In $G=\operatorname{PGL}(4,5)$ there are two elementary abelian $2$-subgroups of order $16$ denoted by $E_{1}$ and $E_{2}$ with $N_{G}(E_{1})=E_{1}.\operatorname{Sp}(4,2)$ and $N_{G}(E_{2})=E_{2}.(2^{3}:S_{3})$.
$N_{G}(E_{1})$ is a maximal subgroup of $G$ and $(2^{3}:S_{3})$ is a point stabilizer of a nonidentity element of $E_{2}$ in $\operatorname{Sp}(4,2)$ (viewing $E_{2}$ as a symplectic basis of $\operatorname{Sp}(4,2)$).
By comparison, $H=\operatorname{PGL}(4,3)$ has $N_{H}(F_{1})=F_{1}.M_{1}$ and $N_{H}(F_{2})=F_{2}.M_{2}$ where $F_{i}$ are again elementary abelian $2$-subgroups of order $16$ and $M_{i}$ are, by some Magma computation, two maximal subgroups of $\operatorname{Sp}(4,2)$ of orders $72$ and $120$, respectively.

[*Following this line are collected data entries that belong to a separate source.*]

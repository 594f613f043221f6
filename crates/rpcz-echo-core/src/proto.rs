//! Wire messages and generated gRPC bindings for the `echo.Echo` service.
//!
//! The messages are declared directly with `prost` derives; the service
//! client (`echo_client::EchoClient`) and server (`echo_server::EchoServer`,
//! `echo_server::Echo`) are generated by the build script.

use core::time::Duration;

/// A request to echo `msg` back, optionally after waiting `delay_ms`.
#[derive(Clone, PartialEq, Eq, prost::Message)]
pub struct EchoRequest {
    #[prost(string, tag = "1")]
    pub msg: String,
    /// Artificial server-side delay in milliseconds. Zero disables it.
    #[prost(uint64, tag = "2")]
    pub delay_ms: u64,
}

impl EchoRequest {
    pub fn new(msg: impl Into<String>) -> Self {
        Self {
            msg: msg.into(),
            delay_ms: 0,
        }
    }

    /// Sets the requested delay, saturating at `u64::MAX` milliseconds.
    #[must_use]
    pub fn with_delay(mut self, delay: Duration) -> Self {
        self.delay_ms = u64::try_from(delay.as_millis()).unwrap_or(u64::MAX);
        self
    }

    /// The requested delay, or `None` when the request asks for none.
    pub fn delay(&self) -> Option<Duration> {
        (self.delay_ms > 0).then(|| Duration::from_millis(self.delay_ms))
    }
}

#[derive(Clone, PartialEq, Eq, prost::Message)]
pub struct EchoResponse {
    #[prost(string, tag = "1")]
    pub msg: String,
}

include!(concat!(env!("OUT_DIR"), "/echo.Echo.rs"));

I see that $2^{4}.\operatorname{Sp}(4,2)$ is not a subgroup of $H$ any more, in contrast. (It appears in the corresponding finite unitary group now.) Also $M_{1}$ and $M_{2}$ are stabilizers in $\operatorname{Sp}(4,2)$ of $f_{1}\in F_{1}$ and $f_{2}\in F_{2}$ which have orbit sizes $10$ and $6$.
Is there an explanation for this phenomenon? What are these orbits of sizes $10$ and $6$ now? I hope to generalizer this. For instance, in $S=\operatorname{PGL}(8,3)$, what are the analogous orbit sizes in $2^6$?
I've only just found out that $M_{1}\cong \operatorname{SO}^{+}_{4}(2)$ and $M_{2}\cong \operatorname{SO}^{-}_{4}(2)$. They do have orbit sizes 1,5,10 and 1,9,6….